Fox regularly ignores economic consensus to attack unemployment insurance. As Media Matters has noted, Fox regularly ignores economic consensus and analysis to baselessly attack unemployment insurance. For example:

  • On February 22, Hannity falsely suggested the Federal Reserve said unemployment benefit extension increased unemployment.
  • During the May 15 edition of Fox News’ Bulls & Bears, host Brenda Buttner claimed Americans were “turning down good paying jobs to stay on unemployment. I wish I were kidding.” During the tease, the on-screen graphic said “Cut off freeloaders?”
  • On July 2, Fox & Friends guest host Alisyn Camerota didn’t understand the “logic” behind Pelosi’s claim that unemployment insurance “injects demand into the economy” and “is a job creator.” Guest co-host Clayton Morris said that “would love to know what economists say that.” Co-host Dave Briggs claimed there were a “few holes in that logic to say the least.”
  • On the July 15 edition of Fox News’ Fox & Friends, co-host Brian Kilmeade hosted Partnership Staffing Inc. CEO Bill Auchmoody, who claimed that unemployment benefits prevent unemployed workers from searching for jobs. During the segment, Kilmeade played Pelosi’s comments and asked Auchmoody to comment. Auchmoody stated: “I don’t know how an unemployment check creates jobs. You know, businesses create jobs. The economy and the government getting out of the way, in my opinion, helps create jobs.”  Kilmeade concluded the interview by telling Auchmoody that “maybe”  the elimination of “unemployment benefits will get people to sober up and take some of your offers.”
  • On the August 10 edition of Glenn Beck, Beck said “Nancy Pelosi actually made the point that unemployment payment stimulate [sic] the economy.” After playing the clip, Beck suggested Pelosi was wrong that unemployment insurance creates jobs by saying “have you ever worked for a guy who was saying ‘hang on just a second, I’m going to pay you out of my unemployment check.”
  • On the August 31 edition of Fox & Friends, Fox Business host Stuart Varney cited a Wall Street Journal op-ed by Harvard economics professor and Hoover Institute senior fellow Robert Barro to claim that, in Varney’s words, “If we had not extended unemployment benefits to 99 weeks from the standard 26 weeks, [Barro] says, unemployment would be at 6.8%, not the 9.5%.” According to Varney, Barro argued that “you extend benefits like this and it discourages people from going out to look for work especially, you know, the start of the benefit period because it’s nearly two years.”
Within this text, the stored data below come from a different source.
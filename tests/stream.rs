// tests/stream.rs

use resock::{ConnectStatus, Family, OptValue, SockError, SockType, Socket, SocketKind};

use serial_test::serial;
use std::net::Shutdown;
use std::time::{Duration, Instant};

mod common;

#[test]
fn roundtrip_send_recv() {
  let (client, server) = common::connected_pair();
  client.sendall(b"hello over the reactor").unwrap();
  let got = common::recv_exact(&server, 22);
  assert_eq!(got, b"hello over the reactor");

  server.sendall(b"and back").unwrap();
  let got = common::recv_exact(&client, 8);
  assert_eq!(got, b"and back");
}

#[test]
fn short_send_reports_written_count() {
  let (client, server) = common::connected_pair();
  let n = client.send(b"abc").unwrap();
  assert!(n >= 1 && n <= 3);
  let got = common::recv_exact(&server, n);
  assert_eq!(&got, &b"abc"[..n]);
}

#[test]
fn eof_is_latched_after_peer_close() {
  let (client, server) = common::connected_pair();
  client.sendall(b"bye").unwrap();
  client.close();

  let got = common::recv_exact(&server, 3);
  assert_eq!(got, b"bye");

  // Exactly one (possibly waiting) empty read at EOF.
  let eof = server.recv(64).unwrap();
  assert!(eof.is_empty());

  // Later reads return empty immediately, even in non-blocking mode.
  server.set_nonblocking(true).unwrap();
  let started = Instant::now();
  let again = server.recv(64).unwrap();
  assert!(again.is_empty());
  assert!(started.elapsed() < Duration::from_millis(100));
}

#[test]
fn nonblocking_recv_raises_would_block() {
  let (_client, server) = common::connected_pair();
  server.set_nonblocking(true).unwrap();
  assert_eq!(server.recv(16).unwrap_err(), SockError::WouldBlock);
}

#[test]
fn nonblocking_accept_raises_would_block() {
  let (listener, _addr) = common::stream_listener(4);
  listener.set_nonblocking(true).unwrap();
  assert_eq!(
    listener.accept().map(|_| ()).unwrap_err(),
    SockError::WouldBlock
  );
}

#[test]
#[serial]
fn recv_timeout_expires_within_bounds() {
  let (_client, server) = common::connected_pair();
  let timeout = Duration::from_millis(200);
  server.set_timeout(Some(timeout)).unwrap();
  let started = Instant::now();
  assert_eq!(server.recv(16).unwrap_err(), SockError::Timeout);
  let elapsed = started.elapsed();
  assert!(elapsed >= timeout, "returned early: {elapsed:?}");
  assert!(elapsed < timeout + Duration::from_millis(800), "returned late: {elapsed:?}");
}

#[test]
#[serial]
fn refused_connect_fails_within_timeout() {
  // Grab a port with no listener by binding and immediately closing.
  let (listener, addr) = common::stream_listener(1);
  listener.close();
  std::thread::sleep(Duration::from_millis(50));

  let sock = Socket::new(Family::Ipv4, SockType::Stream).unwrap();
  sock.set_timeout(Some(Duration::from_secs(2))).unwrap();
  let started = Instant::now();
  let err = sock.connect(addr).unwrap_err();
  assert!(
    matches!(err, SockError::ConnectionRefused(_)),
    "expected refusal, got {err:?}"
  );
  assert!(started.elapsed() < Duration::from_secs(2));

  // The failure is latched for SO_ERROR, then cleared.
  let code = sock
    .get_option(resock::options::SOL_SOCKET, resock::options::SO_ERROR)
    .unwrap();
  assert_eq!(code, OptValue::Int(libc::ECONNREFUSED));
  let cleared = sock
    .get_option(resock::options::SOL_SOCKET, resock::options::SO_ERROR)
    .unwrap();
  assert_eq!(cleared, OptValue::Int(0));
}

#[test]
fn backlog_preserves_fifo_connect_order() {
  let (listener, addr) = common::stream_listener(1);

  let first = Socket::new(Family::Ipv4, SockType::Stream).unwrap();
  first.set_timeout(Some(common::TEST_TIMEOUT)).unwrap();
  first.connect(addr).unwrap();
  first.sendall(b"1").unwrap();

  let second = Socket::new(Family::Ipv4, SockType::Stream).unwrap();
  second.set_timeout(Some(common::TEST_TIMEOUT)).unwrap();
  second.connect(addr).unwrap();
  second.sendall(b"2").unwrap();

  let (child_a, _) = listener.accept().unwrap();
  child_a.set_timeout(Some(common::TEST_TIMEOUT)).unwrap();
  assert_eq!(common::recv_exact(&child_a, 1), b"1");

  let (child_b, _) = listener.accept().unwrap();
  child_b.set_timeout(Some(common::TEST_TIMEOUT)).unwrap();
  assert_eq!(common::recv_exact(&child_b, 1), b"2");
}

#[test]
fn dup_keeps_channel_open_until_last_close() {
  let (client, server) = common::connected_pair();
  let alias = client.dup().unwrap();

  client.close();
  // Data arriving between closes is still delivered to the live alias.
  server.sendall(b"still here").unwrap();
  assert_eq!(common::recv_exact(&alias, 10), b"still here");

  alias.close();
  // Now the channel really closed; the peer observes EOF.
  let eof = server.recv(16).unwrap();
  assert!(eof.is_empty());
}

#[test]
fn closed_handle_rejects_operations() {
  let (client, _server) = common::connected_pair();
  client.close();
  assert_eq!(client.recv(1).unwrap_err(), SockError::Closed);
  assert_eq!(client.send(b"x").unwrap_err(), SockError::Closed);
  assert!(client.dup().is_err());
  // close is idempotent per handle
  client.close();
}

#[test]
fn shutdown_write_blocks_send_keeps_recv() {
  let (client, server) = common::connected_pair();
  client.shutdown(Shutdown::Write).unwrap();
  assert_eq!(client.send(b"x").unwrap_err(), SockError::NotConnected);

  server.sendall(b"inbound ok").unwrap();
  assert_eq!(common::recv_exact(&client, 10), b"inbound ok");
}

#[test]
fn connect_twice_fails_already_connected() {
  let (_listener, addr) = common::stream_listener(4);
  let sock = Socket::new(Family::Ipv4, SockType::Stream).unwrap();
  sock.set_timeout(Some(common::TEST_TIMEOUT)).unwrap();
  sock.connect(addr).unwrap();
  assert_eq!(sock.connect(addr).unwrap_err(), SockError::AlreadyConnected);
}

#[test]
fn connect_ex_progresses_to_isconn() {
  let (_listener, addr) = common::stream_listener(4);
  let sock = Socket::new(Family::Ipv4, SockType::Stream).unwrap();
  sock.set_nonblocking(true).unwrap();

  let mut status = sock.connect_ex(addr);
  assert!(
    matches!(status, ConnectStatus::InProgress | ConnectStatus::Connected),
    "unexpected first status {status:?}"
  );
  let deadline = Instant::now() + Duration::from_secs(2);
  while !status.is_connected() {
    assert!(Instant::now() < deadline, "connect never completed: {status:?}");
    assert!(
      matches!(status, ConnectStatus::InProgress | ConnectStatus::Already),
      "unexpected status {status:?}"
    );
    std::thread::sleep(Duration::from_millis(10));
    status = sock.connect_ex(addr);
  }
  assert_eq!(status.errno(), libc::EISCONN);
}

#[test]
fn addresses_are_reported() {
  let (client, server) = common::connected_pair();
  let client_local = client.local_addr().unwrap();
  let server_peer = server.peer_addr().unwrap();
  assert_eq!(client_local, server_peer);
  assert!(client.peer_addr().unwrap().port() > 0);
  assert_eq!(client.kind(), SocketKind::Client);
}

#[test]
fn unsupported_option_leaves_store_untouched() {
  let (client, _server) = common::connected_pair();
  client
    .set_option(resock::options::SOL_SOCKET, resock::options::SO_KEEPALIVE, OptValue::Bool(true))
    .unwrap();
  let err = client
    .set_option(resock::options::SOL_SOCKET, libc::SO_OOBINLINE, OptValue::Bool(true))
    .unwrap_err();
  assert!(matches!(err, SockError::ProtocolNotAvailable(_, _)));
  assert_eq!(
    client
      .get_option(resock::options::SOL_SOCKET, resock::options::SO_KEEPALIVE)
      .unwrap(),
    OptValue::Bool(true)
  );
}

#[test]
fn pseudo_options_are_computed() {
  let (listener, _addr) = common::stream_listener(2);
  assert_eq!(
    listener
      .get_option(resock::options::SOL_SOCKET, resock::options::SO_ACCEPTCONN)
      .unwrap(),
    OptValue::Bool(true)
  );
  assert_eq!(
    listener
      .get_option(resock::options::SOL_SOCKET, resock::options::SO_TYPE)
      .unwrap(),
    OptValue::Int(libc::SOCK_STREAM)
  );
}

#[test]
fn timeout_option_aliases_socket_timeout() {
  let (client, _server) = common::connected_pair();
  client
    .set_option(resock::options::SOL_SOCKET, resock::options::SO_RCVTIMEO, OptValue::Int(1500))
    .unwrap();
  assert_eq!(client.timeout().unwrap(), Some(Duration::from_millis(1500)));
  assert_eq!(
    client
      .get_option(resock::options::SOL_SOCKET, resock::options::SO_RCVTIMEO)
      .unwrap(),
    OptValue::Int(1500)
  );
}

#[test]
fn create_connection_connects_and_times() {
  let (listener, addr) = common::stream_listener(4);
  let sock = resock::create_connection(
    ("127.0.0.1", addr.port()),
    Some(Duration::from_secs(2)),
    None,
  )
  .unwrap();
  let (child, _) = listener.accept().unwrap();
  sock.sendall(b"cc").unwrap();
  child.set_timeout(Some(common::TEST_TIMEOUT)).unwrap();
  assert_eq!(common::recv_exact(&child, 2), b"cc");
  assert_eq!(sock.timeout().unwrap(), Some(Duration::from_secs(2)));
}
pub(crate) struct SocketCore {
  pub id: u64,
  pub family: Family,
  pub stype: SockType,
  pub kind: RwLock<SocketKind>,
  /// None = block forever, Some(ZERO) = never block, Some(d) = bounded.
  /// Read at call time by every blocking operation, never cached.
  timeout: RwLock<Option<Duration>>,
  /// The requested bind address; None is the wildcard ephemeral placeholder.
  pub bind_addr: RwLock<Option<SocketAddr>>,
  pub channel: RwLock<Option<Arc<Channel>>>,
  connect_done: RwLock<Option<SharedCompletion<Result<(), SockError>>>>,
  connect_started: AtomicBool,
  pub incoming: WaitQueue<InboundMsg>,
  recv_head: Mutex<RecvHead>,
  /// Mirrors `recv_head` occupancy. Readiness checks read this instead of
  /// the head mutex, which a blocked `recv` holds for its whole wait.
  head_present: AtomicBool,
  pub peer_closed: AtomicBool,
  pub channel_closed: AtomicBool,
  can_write: AtomicBool,
  pub options: OptionTable,
  pub selectors: SelectorList,
  last_error: AtomicI32,
  open: Mutex<OpenState>,
  /// Set when this socket is a listening parent.
  pub server: RwLock<Option<Arc<ServerShared>>>,
  /// Set when this socket was produced by a listener.
  parent_server: RwLock<Option<Arc<ServerShared>>>,
  /// Whether an accept() call has handed this child to the application.
  accepted: AtomicBool,
}

impl std::fmt::Debug for SocketCore {
  fn fmt(&self, f: &mut std::fmt::Formatter<'_>) -> std::fmt::Result {
    f.debug_struct("SocketCore")
      .field("id", &self.id)
      .field("kind", &*self.kind.read())
      .field("timeout", &*self.timeout.read())
      .finish_non_exhaustive()
  }
}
  • On the September 16 edition of Fox News’ Fox & Friends, Stuart Varney attacked the unemployed by falsely claiming that rises in disability were due to the unemployed committing fraud. In fact, what led to the increase in claims from 2008 to 2009 was legislation that President Bush signed into law in 2008, which changed the ways that the requirements for being disabled could be interpreted. The growth in the program was expected and is the result of intentional changes to policy which make it easier to qualify.
  • During the September 29 edition of Fox & Friends, co-host Gretchen Carlson asked “when will the government turn off government spending and extend tax cuts to stimulate the private sector.” Carlson was referring to a program that “directly paid the salaries of unemployed people so they could get jobs in government, at nonprofit organizations and at many small businesses.